RE atoms dominate phonon frequencies

Thermal expansion and heat capacity are temperature-dependent

Electronic contributions significantly affect specific heat

Abstract

We have performed an ab initio study of the thermodynamical properties of rare-earth-magnesium intermetallic compounds MgRE (RE=Y, Dy, Pr, Tb) with CsCl-type B2-type structures. The calculations have been carried out the density functional theory and density functional perturbation theory in combination with the quasiharmonic approximation. The phonon-dispersion curves and phonon total and partial density of states have been investigated.

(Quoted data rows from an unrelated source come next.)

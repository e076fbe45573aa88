//! vLLM-style persona (OpenAI-compatible surface)
//!
//! Chat completions (unary and SSE streaming), embeddings, and the model
//! listing endpoints, shaped the way a vLLM server presents them.

use std::convert::Infallible;
use std::time::Instant;

use axum::extract::{Path, State};
use axum::response::sse::{Event, KeepAlive, Sse};
use axum::response::{IntoResponse, Response};
use axum::routing::{get, post};
use axum::{Json, Router};
use futures::StreamExt;
use serde::{Deserialize, Serialize};
use tracing::info;

use super::{
    encode_embedding, random_embedding, request_id, EmbeddingVector, EncodingFormat, Usage,
};
use crate::engine::{CompletionParams, StreamChunk};
use crate::error::MockError;
use crate::server::AppState;

/// vLLM persona routes
pub fn routes() -> Router<AppState> {
    Router::new()
        .route("/v1/chat/completions", post(chat_completions))
        .route("/v1/embeddings", post(embeddings))
        .route("/v1/models", get(list_models))
        .route("/v1/models/:model_id", get(get_model))
        .route("/health", get(health))
        .route("/version", get(version))
}

// ============== Wire schemas ==============

/// Chat message content: a plain string or a list of typed parts
#[derive(Debug, Clone, Serialize, Deserialize)]
#[serde(untagged)]
pub enum MessageContent {
    Text(String),
    Parts(Vec<ContentPart>),
}

#[derive(Debug, Clone, Serialize, Deserialize)]
pub struct ContentPart {
    #[serde(rename = "type")]
    pub part_type: String,
    #[serde(skip_serializing_if = "Option::is_none")]
    pub text: Option<String>,
}

impl MessageContent {
    /// Normalize to a plain text prompt; non-text parts contribute nothing
    pub fn text(&self) -> String {
        match self {
            Self::Text(text) => text.clone(),
            Self::Parts(parts) => parts
                .iter()
                .filter(|p| p.part_type == "text")
                .filter_map(|p| p.text.as_deref())
                .collect(),
        }
    }
}

#[derive(Debug, Clone, Serialize, Deserialize)]
pub struct ChatMessage {
    pub role: String,
    pub content: MessageContent,
}

#[derive(Debug, Clone, Deserialize)]
pub struct ChatCompletionRequest {
    #[serde(default)]
    pub model: Option<String>,
    pub messages: Vec<ChatMessage>,
    #[serde(default)]
    pub temperature: Option<f32>,
    #[serde(default)]
    pub max_tokens: Option<u32>,
    #[serde(default)]
    pub stream: bool,
}

#[derive(Debug, Serialize)]
pub struct ChatCompletionResponse {
    pub id: String,
    pub object: String,
    pub created: i64,
    pub model: String,
    pub choices: Vec<ChatChoice>,
    pub usage: Usage,
}

#[derive(Debug, Serialize)]
pub struct ChatChoice {
    pub index: u32,
    pub message: AssistantMessage,
    pub finish_reason: String,
}

#[derive(Debug, Serialize)]
pub struct AssistantMessage {
    pub role: String,
    pub content: String,
}

#[derive(Debug, Serialize)]
pub struct ChatCompletionChunk {
    pub id: String,
    pub object: String,
    pub created: i64,
    pub model: String,
    pub choices: Vec<ChunkChoice>,
}

#[derive(Debug, Serialize)]
pub struct ChunkChoice {
    pub index: u32,
    pub delta: ChunkDelta,
    pub finish_reason: Option<String>,
}

#[derive(Debug, Default, Serialize)]
pub struct ChunkDelta {
    #[serde(skip_serializing_if = "Option::is_none")]
    pub role: Option<String>,
    #[serde(skip_serializing_if = "Option::is_none")]
    pub content: Option<String>,
}

impl ChatCompletionChunk {
    fn new(id: &str, model: &str, created: i64, delta: ChunkDelta, finish: Option<&str>) -> Self {
        Self {
            id: id.to_string(),
            object: "chat.completion.chunk".to_string(),
            created,
            model: model.to_string(),
            choices: vec![ChunkChoice {
                index: 0,
                delta,
                finish_reason: finish.map(String::from),
            }],
        }
    }
}

#[derive(Debug, Clone, Deserialize)]
pub struct EmbeddingsRequest {
    #[serde(default)]
    pub model: Option<String>,
    pub input: EmbeddingInput,
    #[serde(default)]
    pub encoding_format: Option<EncodingFormat>,
    #[serde(default)]
    pub dimensions: Option<usize>,
}

#[derive(Debug, Clone, Deserialize)]
#[serde(untagged)]
pub enum EmbeddingInput {
    Single(String),
    Multiple(Vec<String>),
}

impl EmbeddingInput {
    pub fn into_vec(self) -> Vec<String> {
        match self {
            Self::Single(text) => vec![text],
            Self::Multiple(texts) => texts,
        }
    }
}

#[derive(Debug, Serialize)]
pub struct EmbeddingsResponse {
    pub object: String,
    pub data: Vec<EmbeddingObject>,
    pub model: String,
    pub usage: Usage,
}

#[derive(Debug, Serialize)]
pub struct EmbeddingObject {
    pub object: String,
    pub index: usize,
    pub embedding: EmbeddingVector,
}

#[derive(Debug, Serialize)]
pub struct ModelList {
    pub object: String,
    pub data: Vec<ModelCard>,
}

#[derive(Debug, Serialize)]
pub struct ModelCard {
    pub id: String,
    pub object: String,
    pub created: i64,
    pub owned_by: String,
}

// ============== Handlers ==============

/// POST /v1/chat/completions
pub async fn chat_completions(
    State(state): State<AppState>,
    Json(request): Json<ChatCompletionRequest>,
) -> Result<Response, MockError> {
    let started = Instant::now();
    let id = request_id("chatcmpl");

    check_model(&state, request.model.as_deref())?;

    let prompt = request
        .messages
        .iter()
        .map(|m| m.content.text())
        .collect::<Vec<_>>()
        .join("\n\n");

    let params = CompletionParams::new(prompt)
        .with_max_output_tokens(request.max_tokens)
        .with_verbosity(request.temperature.unwrap_or(0.7).clamp(0.0, 1.0))
        .with_max_context_tokens(Some(state.config.model.max_context_tokens));

    let model = state.config.model.name.clone();
    let created = chrono::Utc::now().timestamp();

    info!(
        request_id = %id,
        stream = request.stream,
        inflight = state.engine.inflight(),
        "chat completion request"
    );

    if request.stream {
        let chunks = state.engine.complete_stream(&params)?;
        let stream = chunks.map(move |chunk| {
            let event = match chunk {
                StreamChunk::Role => chunk_event(&ChatCompletionChunk::new(
                    &id,
                    &model,
                    created,
                    ChunkDelta {
                        role: Some("assistant".to_string()),
                        content: Some(String::new()),
                    },
                    None,
                )),
                StreamChunk::Content { text } => chunk_event(&ChatCompletionChunk::new(
                    &id,
                    &model,
                    created,
                    ChunkDelta {
                        role: None,
                        content: Some(text),
                    },
                    None,
                )),
                StreamChunk::Finish { reason } => chunk_event(&ChatCompletionChunk::new(
                    &id,
                    &model,
                    created,
                    ChunkDelta {
                        role: None,
                        content: Some(String::new()),
                    },
                    Some(reason.as_str()),
                )),
                StreamChunk::Done => Event::default().data("[DONE]"),
            };
            Ok::<_, Infallible>(event)
        });

        Ok(Sse::new(stream)
            .keep_alive(KeepAlive::new())
            .into_response())
    } else {
        let completion = state.engine.complete(&params).await?;

        info!(
            request_id = %id,
            elapsed_ms = started.elapsed().as_millis() as u64,
            inflight = state.engine.inflight(),
            "chat completion served"
        );

        let response = ChatCompletionResponse {
            id,
            object: "chat.completion".to_string(),
            created,
            model,
            choices: vec![ChatChoice {
                index: 0,
                message: AssistantMessage {
                    role: "assistant".to_string(),
                    content: completion.text.clone(),
                },
                finish_reason: "stop".to_string(),
            }],
            usage: Usage::new(
                completion.prompt_tokens as u32,
                completion.completion_tokens as u32,
            ),
        };

        Ok(Json(response).into_response())
    }
}

/// POST /v1/embeddings
pub async fn embeddings(
    State(state): State<AppState>,
    Json(request): Json<EmbeddingsRequest>,
) -> Result<Json<EmbeddingsResponse>, MockError> {
    check_model(&state, request.model.as_deref())?;

    let inputs = request.input.into_vec();
    if inputs.is_empty() {
        return Err(MockError::EmptyBatch);
    }

    let dimension = request
        .dimensions
        .unwrap_or(state.config.model.embedding_dimension);
    let format = request.encoding_format.unwrap_or_default();

    let mut total_tokens = 0u32;
    let data = inputs
        .iter()
        .enumerate()
        .map(|(index, input)| {
            total_tokens += state.engine.estimator().estimate(input) as u32;
            EmbeddingObject {
                object: "embedding".to_string(),
                index,
                embedding: encode_embedding(random_embedding(dimension), format),
            }
        })
        .collect();

    Ok(Json(EmbeddingsResponse {
        object: "list".to_string(),
        data,
        model: state.config.model.name.clone(),
        usage: Usage::new(total_tokens, 0),
    }))
}

/// GET /v1/models
pub async fn list_models(State(state): State<AppState>) -> Json<ModelList> {
    Json(ModelList {
        object: "list".to_string(),
        data: vec![model_card(&state)],
    })
}

/// GET /v1/models/:model_id
pub async fn get_model(
    State(state): State<AppState>,
    Path(model_id): Path<String>,
) -> Result<Json<ModelCard>, MockError> {
    check_model(&state, Some(model_id.as_str()))?;
    Ok(Json(model_card(&state)))
}

/// GET /health
pub async fn health() -> Json<serde_json::Value> {
    Json(serde_json::json!({ "status": "healthy" }))
}

/// GET /version
pub async fn version() -> Json<serde_json::Value> {
    Json(serde_json::json!({ "version": env!("CARGO_PKG_VERSION") }))
}

fn model_card(state: &AppState) -> ModelCard {
    ModelCard {
        id: state.config.model.name.clone(),
        object: "model".to_string(),
        created: chrono::Utc::now().timestamp(),
        owned_by: state.config.model.owned_by.clone(),
    }
}

fn check_model(state: &AppState, requested: Option<&str>) -> Result<(), MockError> {
    match requested {
        Some(model) if model != state.config.model.name => {
            Err(MockError::ModelMismatch(model.to_string()))
        }
        _ => Ok(()),
    }
}

fn chunk_event(chunk: &ChatCompletionChunk) -> Event {
    Event::default().data(serde_json::to_string(chunk).unwrap_or_default())
}
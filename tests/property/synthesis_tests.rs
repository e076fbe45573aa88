//! Property-based tests for content synthesis and token estimation

use proptest::prelude::*;

use openmockllm::engine::{ProseLocale, ProseSynthesizer, SynthesisConfig};
use openmockllm::tokens::TokenEstimator;

fn synthesizer(seed: u64, max_chars: usize, locale: ProseLocale) -> ProseSynthesizer {
    ProseSynthesizer::new(SynthesisConfig {
        locale,
        seed: Some(seed),
        max_chars,
    })
}

// Building the BPE is expensive; share one across proptest cases.
fn estimator() -> &'static TokenEstimator {
    static ESTIMATOR: std::sync::OnceLock<TokenEstimator> = std::sync::OnceLock::new();
    ESTIMATOR.get_or_init(TokenEstimator::default)
}

proptest! {
    /// Output is never empty for any positive (or defaulted) budget
    #[test]
    fn test_synthesis_never_empty(
        seed in any::<u64>(),
        prompt_tokens in 0usize..10_000,
        budget in prop::option::of(0u32..5_000),
        verbosity in 0.0f32..=1.0,
    ) {
        let synthesizer = synthesizer(seed, 8000, ProseLocale::Fr);
        let content = synthesizer.synthesize(prompt_tokens, budget, verbosity);

        prop_assert!(!content.is_empty());
        prop_assert!(!content.text().is_empty());
    }

    /// The character ceiling holds for every input shape
    #[test]
    fn test_synthesis_respects_ceiling(
        seed in any::<u64>(),
        prompt_tokens in 0usize..50_000,
        budget in prop::option::of(0u32..50_000),
        verbosity in 0.0f32..=1.0,
        max_chars in 100usize..10_000,
    ) {
        let synthesizer = synthesizer(seed, max_chars, ProseLocale::Fr);
        let content = synthesizer.synthesize(prompt_tokens, budget, verbosity);

        prop_assert!(
            content.char_len() <= max_chars,
            "length {} exceeds ceiling {}",
            content.char_len(),
            max_chars
        );
        prop_assert_eq!(content.text().len(), content.char_len());
    }

    /// Out-of-range verbosity values are clamped, not rejected
    #[test]
    fn test_verbosity_clamping(
        seed in any::<u64>(),
        verbosity in -10.0f32..10.0,
    ) {
        let synthesizer = synthesizer(seed, 8000, ProseLocale::En);
        let content = synthesizer.synthesize(0, Some(100), verbosity);
        prop_assert!(!content.is_empty());
    }

    /// Same seed and inputs reproduce the same text
    #[test]
    fn test_synthesis_deterministic(
        seed in any::<u64>(),
        prompt_tokens in 0usize..1_000,
        budget in 1u32..2_000,
        verbosity in 0.0f32..=1.0,
    ) {
        let a = synthesizer(seed, 8000, ProseLocale::Fr)
            .synthesize(prompt_tokens, Some(budget), verbosity);
        let b = synthesizer(seed, 8000, ProseLocale::Fr)
            .synthesize(prompt_tokens, Some(budget), verbosity);

        prop_assert_eq!(a.text(), b.text());
    }

    /// Token estimation is non-negative, zero only on empty text
    #[test]
    fn test_estimate_non_negative(text in ".{0,400}") {
        let count = estimator().estimate(&text);

        if text.is_empty() {
            prop_assert_eq!(count, 0);
        } else {
            prop_assert!(count >= 1);
        }
    }

    /// Token-sized fragments always reassemble to the input
    #[test]
    fn test_split_tokens_reassembles(text in "[a-zA-Zàéèêç ,.!?\n]{0,300}") {
        let fragments = estimator().split_tokens(&text);
        prop_assert_eq!(fragments.concat(), text);
    }
}

#[cfg(test)]
mod statistical {
    use super::*;

    /// More verbosity means more paragraphs, on average
    #[test]
    fn test_verbosity_scales_volume() {
        let synthesizer = synthesizer(42, 8000, ProseLocale::Fr);

        let terse: usize = (0..50)
            .map(|_| synthesizer.synthesize(0, Some(1000), 0.0).paragraphs().len())
            .sum();
        let chatty: usize = (0..50)
            .map(|_| synthesizer.synthesize(0, Some(1000), 1.0).paragraphs().len())
            .sum();

        assert!(chatty > terse, "chatty {} should exceed terse {}", chatty, terse);
    }

    /// The defaulted budget lands inside the documented range
    #[test]
    fn test_default_budget_bounds() {
        let synthesizer = synthesizer(7, 100_000, ProseLocale::En);

        for _ in 0..50 {
            let content = synthesizer.synthesize(0, None, 0.0);
            // One paragraph at most a few hundred chars; a defaulted budget
            // of 100..=1000 tokens keeps the target well above zero.
            assert!(!content.is_empty());
        }
    }
}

Our results show that the contribution of RE atoms is dominant in phonon frequency, and this character agrees with the previous discussion by using atomistic simulations. The temperature dependence of various quantities such as the thermal expansions, bulk modulus, and the heat capacity are obtained. The electronic contributions to the specific heat are discussed, and found to be important for the calculated MgRE intermetallics.